- _Given information_
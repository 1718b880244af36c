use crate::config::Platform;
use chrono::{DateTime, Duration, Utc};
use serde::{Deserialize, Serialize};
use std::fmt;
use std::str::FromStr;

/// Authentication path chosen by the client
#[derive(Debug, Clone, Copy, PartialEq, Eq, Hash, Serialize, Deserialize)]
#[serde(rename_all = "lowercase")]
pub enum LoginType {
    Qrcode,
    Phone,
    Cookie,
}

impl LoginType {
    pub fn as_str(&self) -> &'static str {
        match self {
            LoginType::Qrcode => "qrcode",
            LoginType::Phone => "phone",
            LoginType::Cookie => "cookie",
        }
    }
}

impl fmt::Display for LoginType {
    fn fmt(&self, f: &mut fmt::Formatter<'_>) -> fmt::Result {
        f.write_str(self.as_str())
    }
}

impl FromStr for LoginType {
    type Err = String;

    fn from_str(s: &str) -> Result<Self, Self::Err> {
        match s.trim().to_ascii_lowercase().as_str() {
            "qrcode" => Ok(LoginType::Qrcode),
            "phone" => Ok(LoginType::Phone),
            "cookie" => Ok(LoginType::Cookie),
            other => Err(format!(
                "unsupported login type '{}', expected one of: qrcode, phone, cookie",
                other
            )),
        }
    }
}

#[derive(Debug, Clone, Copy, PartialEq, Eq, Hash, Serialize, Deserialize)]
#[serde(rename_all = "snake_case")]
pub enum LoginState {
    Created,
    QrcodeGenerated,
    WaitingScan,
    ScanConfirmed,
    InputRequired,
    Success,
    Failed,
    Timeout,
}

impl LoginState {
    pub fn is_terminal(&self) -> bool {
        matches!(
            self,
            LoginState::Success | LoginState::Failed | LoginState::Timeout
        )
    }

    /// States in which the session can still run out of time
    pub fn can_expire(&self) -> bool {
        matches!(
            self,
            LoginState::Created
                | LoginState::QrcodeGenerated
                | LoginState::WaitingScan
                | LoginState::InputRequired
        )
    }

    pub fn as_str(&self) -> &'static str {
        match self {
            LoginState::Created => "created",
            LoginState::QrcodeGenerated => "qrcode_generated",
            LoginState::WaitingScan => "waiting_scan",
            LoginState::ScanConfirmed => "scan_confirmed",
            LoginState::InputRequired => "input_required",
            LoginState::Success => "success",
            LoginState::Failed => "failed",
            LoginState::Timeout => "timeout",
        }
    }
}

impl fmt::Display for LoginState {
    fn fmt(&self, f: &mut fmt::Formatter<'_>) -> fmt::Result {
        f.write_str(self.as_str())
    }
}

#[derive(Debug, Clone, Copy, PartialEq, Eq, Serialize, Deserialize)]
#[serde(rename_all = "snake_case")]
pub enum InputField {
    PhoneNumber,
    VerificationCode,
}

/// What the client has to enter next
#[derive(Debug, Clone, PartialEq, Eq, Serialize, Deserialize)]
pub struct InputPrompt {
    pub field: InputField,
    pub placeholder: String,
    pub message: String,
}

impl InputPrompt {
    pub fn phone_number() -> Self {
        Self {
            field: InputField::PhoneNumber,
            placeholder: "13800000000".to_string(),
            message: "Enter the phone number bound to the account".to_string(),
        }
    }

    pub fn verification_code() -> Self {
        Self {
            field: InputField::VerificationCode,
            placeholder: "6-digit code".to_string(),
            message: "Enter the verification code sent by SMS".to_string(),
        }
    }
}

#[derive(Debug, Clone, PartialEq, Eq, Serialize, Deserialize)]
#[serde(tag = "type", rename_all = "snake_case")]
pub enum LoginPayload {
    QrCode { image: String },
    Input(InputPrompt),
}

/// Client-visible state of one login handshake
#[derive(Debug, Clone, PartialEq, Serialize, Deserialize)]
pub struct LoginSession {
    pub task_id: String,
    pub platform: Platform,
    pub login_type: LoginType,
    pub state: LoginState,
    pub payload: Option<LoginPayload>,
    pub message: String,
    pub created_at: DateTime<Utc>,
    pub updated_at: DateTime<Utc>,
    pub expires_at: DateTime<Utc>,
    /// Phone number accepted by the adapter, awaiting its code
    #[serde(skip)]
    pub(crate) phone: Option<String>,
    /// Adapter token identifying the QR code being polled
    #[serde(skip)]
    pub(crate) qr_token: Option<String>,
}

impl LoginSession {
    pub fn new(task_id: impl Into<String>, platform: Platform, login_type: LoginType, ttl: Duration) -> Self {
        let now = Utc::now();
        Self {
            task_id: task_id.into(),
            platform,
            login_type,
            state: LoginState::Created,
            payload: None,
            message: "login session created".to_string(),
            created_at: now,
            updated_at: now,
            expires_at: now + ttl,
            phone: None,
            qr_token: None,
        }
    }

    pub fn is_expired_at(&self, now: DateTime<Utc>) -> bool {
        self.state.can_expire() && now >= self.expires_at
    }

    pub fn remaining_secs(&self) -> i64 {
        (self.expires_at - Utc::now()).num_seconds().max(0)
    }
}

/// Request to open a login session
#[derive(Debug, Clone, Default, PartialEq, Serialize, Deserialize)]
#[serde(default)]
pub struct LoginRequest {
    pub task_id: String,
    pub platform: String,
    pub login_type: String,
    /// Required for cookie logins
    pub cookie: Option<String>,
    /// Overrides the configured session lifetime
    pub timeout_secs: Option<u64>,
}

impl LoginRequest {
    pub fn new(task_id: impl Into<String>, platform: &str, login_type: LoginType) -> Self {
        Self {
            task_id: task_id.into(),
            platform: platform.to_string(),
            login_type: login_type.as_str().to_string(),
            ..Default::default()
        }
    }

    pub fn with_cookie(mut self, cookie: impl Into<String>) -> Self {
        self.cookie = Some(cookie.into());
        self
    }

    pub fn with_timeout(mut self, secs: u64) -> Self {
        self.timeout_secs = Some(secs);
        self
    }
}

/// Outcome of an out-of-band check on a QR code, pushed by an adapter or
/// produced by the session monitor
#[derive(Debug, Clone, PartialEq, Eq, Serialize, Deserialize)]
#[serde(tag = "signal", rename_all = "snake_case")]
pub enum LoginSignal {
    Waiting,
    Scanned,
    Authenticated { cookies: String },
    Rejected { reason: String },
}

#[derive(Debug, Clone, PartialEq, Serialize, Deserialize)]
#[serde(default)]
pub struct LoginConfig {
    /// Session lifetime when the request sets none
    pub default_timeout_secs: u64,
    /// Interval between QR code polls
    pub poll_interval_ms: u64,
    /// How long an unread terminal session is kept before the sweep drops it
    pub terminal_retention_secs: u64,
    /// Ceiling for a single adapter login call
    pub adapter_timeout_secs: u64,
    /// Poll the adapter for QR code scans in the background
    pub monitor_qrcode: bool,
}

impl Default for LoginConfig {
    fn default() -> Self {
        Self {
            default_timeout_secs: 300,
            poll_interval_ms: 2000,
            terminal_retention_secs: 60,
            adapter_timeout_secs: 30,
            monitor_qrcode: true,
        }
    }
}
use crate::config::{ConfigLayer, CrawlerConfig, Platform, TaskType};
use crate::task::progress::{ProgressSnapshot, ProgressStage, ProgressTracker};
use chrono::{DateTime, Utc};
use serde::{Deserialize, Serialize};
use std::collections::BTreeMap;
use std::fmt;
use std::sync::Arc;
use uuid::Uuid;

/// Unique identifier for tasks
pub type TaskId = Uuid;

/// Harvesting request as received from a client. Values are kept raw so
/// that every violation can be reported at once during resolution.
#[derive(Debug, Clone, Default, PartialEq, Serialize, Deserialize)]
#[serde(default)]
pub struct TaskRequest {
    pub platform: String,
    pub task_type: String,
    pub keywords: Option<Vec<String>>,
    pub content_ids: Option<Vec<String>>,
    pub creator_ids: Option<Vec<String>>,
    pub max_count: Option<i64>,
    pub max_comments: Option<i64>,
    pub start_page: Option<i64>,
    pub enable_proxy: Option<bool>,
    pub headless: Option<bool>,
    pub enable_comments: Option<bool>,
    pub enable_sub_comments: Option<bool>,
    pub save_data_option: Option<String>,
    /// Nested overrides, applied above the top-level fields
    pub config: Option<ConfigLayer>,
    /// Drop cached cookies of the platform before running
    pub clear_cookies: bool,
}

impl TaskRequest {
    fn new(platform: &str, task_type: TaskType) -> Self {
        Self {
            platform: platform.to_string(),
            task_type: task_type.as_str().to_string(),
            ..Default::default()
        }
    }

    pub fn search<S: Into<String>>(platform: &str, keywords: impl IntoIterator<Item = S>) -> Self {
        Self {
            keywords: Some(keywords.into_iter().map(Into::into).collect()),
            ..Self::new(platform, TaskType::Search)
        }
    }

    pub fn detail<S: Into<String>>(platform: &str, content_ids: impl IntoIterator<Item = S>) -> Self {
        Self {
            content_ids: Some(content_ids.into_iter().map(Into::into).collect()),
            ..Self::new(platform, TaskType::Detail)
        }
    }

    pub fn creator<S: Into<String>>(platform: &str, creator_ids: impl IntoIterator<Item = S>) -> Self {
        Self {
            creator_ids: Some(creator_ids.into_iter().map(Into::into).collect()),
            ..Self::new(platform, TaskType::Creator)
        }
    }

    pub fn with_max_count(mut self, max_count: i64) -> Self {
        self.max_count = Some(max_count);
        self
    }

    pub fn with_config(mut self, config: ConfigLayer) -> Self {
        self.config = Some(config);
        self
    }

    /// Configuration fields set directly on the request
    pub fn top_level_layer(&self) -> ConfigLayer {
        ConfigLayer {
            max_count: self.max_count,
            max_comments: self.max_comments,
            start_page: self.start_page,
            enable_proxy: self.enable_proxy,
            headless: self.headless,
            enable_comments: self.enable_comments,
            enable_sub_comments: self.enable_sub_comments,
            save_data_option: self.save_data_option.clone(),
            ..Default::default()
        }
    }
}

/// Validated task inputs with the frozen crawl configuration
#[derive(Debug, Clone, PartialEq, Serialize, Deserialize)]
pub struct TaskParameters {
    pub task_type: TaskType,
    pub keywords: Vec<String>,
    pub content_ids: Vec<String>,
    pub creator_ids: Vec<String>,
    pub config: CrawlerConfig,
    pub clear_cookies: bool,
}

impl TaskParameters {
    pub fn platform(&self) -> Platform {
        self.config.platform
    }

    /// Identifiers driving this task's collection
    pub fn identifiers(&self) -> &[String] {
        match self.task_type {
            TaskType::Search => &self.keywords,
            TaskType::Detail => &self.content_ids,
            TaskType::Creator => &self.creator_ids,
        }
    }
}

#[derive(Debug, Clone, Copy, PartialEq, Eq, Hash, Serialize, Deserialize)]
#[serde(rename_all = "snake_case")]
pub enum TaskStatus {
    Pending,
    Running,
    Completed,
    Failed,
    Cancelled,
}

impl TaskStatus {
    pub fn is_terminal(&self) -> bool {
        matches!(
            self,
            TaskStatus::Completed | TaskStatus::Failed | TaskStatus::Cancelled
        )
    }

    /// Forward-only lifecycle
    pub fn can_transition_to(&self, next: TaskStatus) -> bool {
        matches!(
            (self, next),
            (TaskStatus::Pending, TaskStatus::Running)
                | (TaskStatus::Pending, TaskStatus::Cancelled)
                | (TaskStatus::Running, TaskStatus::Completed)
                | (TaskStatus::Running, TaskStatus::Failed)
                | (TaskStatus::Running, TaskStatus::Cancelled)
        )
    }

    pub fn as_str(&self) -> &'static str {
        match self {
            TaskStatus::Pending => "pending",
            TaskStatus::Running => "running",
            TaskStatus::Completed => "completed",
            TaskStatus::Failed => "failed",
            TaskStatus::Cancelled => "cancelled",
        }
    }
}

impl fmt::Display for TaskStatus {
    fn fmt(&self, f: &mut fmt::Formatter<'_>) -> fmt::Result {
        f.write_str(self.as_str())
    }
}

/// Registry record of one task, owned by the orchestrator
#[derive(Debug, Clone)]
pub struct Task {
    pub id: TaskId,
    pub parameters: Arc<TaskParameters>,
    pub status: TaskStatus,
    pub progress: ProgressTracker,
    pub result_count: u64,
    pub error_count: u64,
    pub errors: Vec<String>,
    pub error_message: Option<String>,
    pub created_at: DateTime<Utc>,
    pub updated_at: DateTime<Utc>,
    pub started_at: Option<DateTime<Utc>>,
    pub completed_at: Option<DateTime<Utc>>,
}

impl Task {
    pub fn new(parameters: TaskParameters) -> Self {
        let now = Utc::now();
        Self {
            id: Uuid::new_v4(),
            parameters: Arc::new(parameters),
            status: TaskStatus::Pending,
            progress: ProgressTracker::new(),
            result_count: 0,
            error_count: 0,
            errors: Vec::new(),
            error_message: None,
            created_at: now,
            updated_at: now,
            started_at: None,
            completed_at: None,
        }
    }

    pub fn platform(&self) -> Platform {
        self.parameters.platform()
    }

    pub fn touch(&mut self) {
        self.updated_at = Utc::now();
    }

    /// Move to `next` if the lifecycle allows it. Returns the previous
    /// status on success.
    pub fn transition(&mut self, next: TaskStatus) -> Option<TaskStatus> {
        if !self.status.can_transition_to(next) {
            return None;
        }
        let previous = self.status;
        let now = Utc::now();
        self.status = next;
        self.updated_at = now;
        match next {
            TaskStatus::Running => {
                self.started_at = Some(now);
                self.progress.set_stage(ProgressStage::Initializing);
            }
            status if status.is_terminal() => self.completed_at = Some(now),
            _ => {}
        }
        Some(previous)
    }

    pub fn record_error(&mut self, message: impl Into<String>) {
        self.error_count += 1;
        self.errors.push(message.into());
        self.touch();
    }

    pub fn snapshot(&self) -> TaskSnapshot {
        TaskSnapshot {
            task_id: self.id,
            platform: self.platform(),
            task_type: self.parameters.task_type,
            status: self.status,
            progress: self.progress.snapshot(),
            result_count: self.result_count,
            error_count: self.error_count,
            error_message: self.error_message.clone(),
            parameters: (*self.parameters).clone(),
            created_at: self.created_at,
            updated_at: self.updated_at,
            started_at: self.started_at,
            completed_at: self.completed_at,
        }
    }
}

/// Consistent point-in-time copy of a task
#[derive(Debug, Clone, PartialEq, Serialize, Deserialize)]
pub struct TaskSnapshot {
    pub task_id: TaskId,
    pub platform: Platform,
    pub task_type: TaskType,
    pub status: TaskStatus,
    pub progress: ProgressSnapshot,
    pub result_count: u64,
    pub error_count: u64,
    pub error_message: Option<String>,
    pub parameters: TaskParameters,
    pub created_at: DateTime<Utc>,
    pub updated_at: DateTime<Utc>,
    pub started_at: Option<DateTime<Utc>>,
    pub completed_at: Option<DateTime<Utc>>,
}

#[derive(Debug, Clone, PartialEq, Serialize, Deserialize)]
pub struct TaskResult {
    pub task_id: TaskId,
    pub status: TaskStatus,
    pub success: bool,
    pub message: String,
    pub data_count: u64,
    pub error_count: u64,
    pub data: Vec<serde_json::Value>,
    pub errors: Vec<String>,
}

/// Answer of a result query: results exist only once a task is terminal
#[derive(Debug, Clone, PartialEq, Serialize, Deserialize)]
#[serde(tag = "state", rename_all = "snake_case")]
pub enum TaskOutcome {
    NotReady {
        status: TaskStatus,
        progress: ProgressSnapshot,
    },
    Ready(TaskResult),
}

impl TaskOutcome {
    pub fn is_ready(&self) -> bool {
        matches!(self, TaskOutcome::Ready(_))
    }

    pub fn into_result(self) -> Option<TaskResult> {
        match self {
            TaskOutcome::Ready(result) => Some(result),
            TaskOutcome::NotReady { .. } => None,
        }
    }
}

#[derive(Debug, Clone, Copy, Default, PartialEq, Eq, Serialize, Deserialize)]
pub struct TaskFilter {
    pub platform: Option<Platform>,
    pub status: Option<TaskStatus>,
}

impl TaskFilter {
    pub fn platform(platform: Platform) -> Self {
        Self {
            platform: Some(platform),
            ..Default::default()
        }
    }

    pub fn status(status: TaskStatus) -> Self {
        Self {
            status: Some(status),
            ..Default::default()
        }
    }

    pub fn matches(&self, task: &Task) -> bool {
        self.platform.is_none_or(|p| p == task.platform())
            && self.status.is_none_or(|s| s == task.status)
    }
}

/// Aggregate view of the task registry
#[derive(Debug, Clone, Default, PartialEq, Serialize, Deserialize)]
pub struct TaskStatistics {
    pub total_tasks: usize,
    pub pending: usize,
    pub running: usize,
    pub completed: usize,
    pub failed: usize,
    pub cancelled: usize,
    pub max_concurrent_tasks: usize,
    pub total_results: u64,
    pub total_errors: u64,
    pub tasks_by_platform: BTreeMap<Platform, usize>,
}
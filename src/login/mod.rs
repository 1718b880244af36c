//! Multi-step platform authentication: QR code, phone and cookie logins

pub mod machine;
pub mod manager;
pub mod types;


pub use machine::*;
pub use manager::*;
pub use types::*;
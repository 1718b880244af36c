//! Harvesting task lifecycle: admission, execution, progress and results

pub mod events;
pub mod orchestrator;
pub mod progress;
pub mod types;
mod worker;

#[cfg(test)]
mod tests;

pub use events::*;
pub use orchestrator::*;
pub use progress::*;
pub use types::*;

- _Exercise aim_
Which lines hold the word "TaskId"? Return all of them from the records above.

- _Expected answer_
pub type TaskId = Uuid;
    pub id: TaskId,
    pub task_id: TaskId,
    pub task_id: TaskId,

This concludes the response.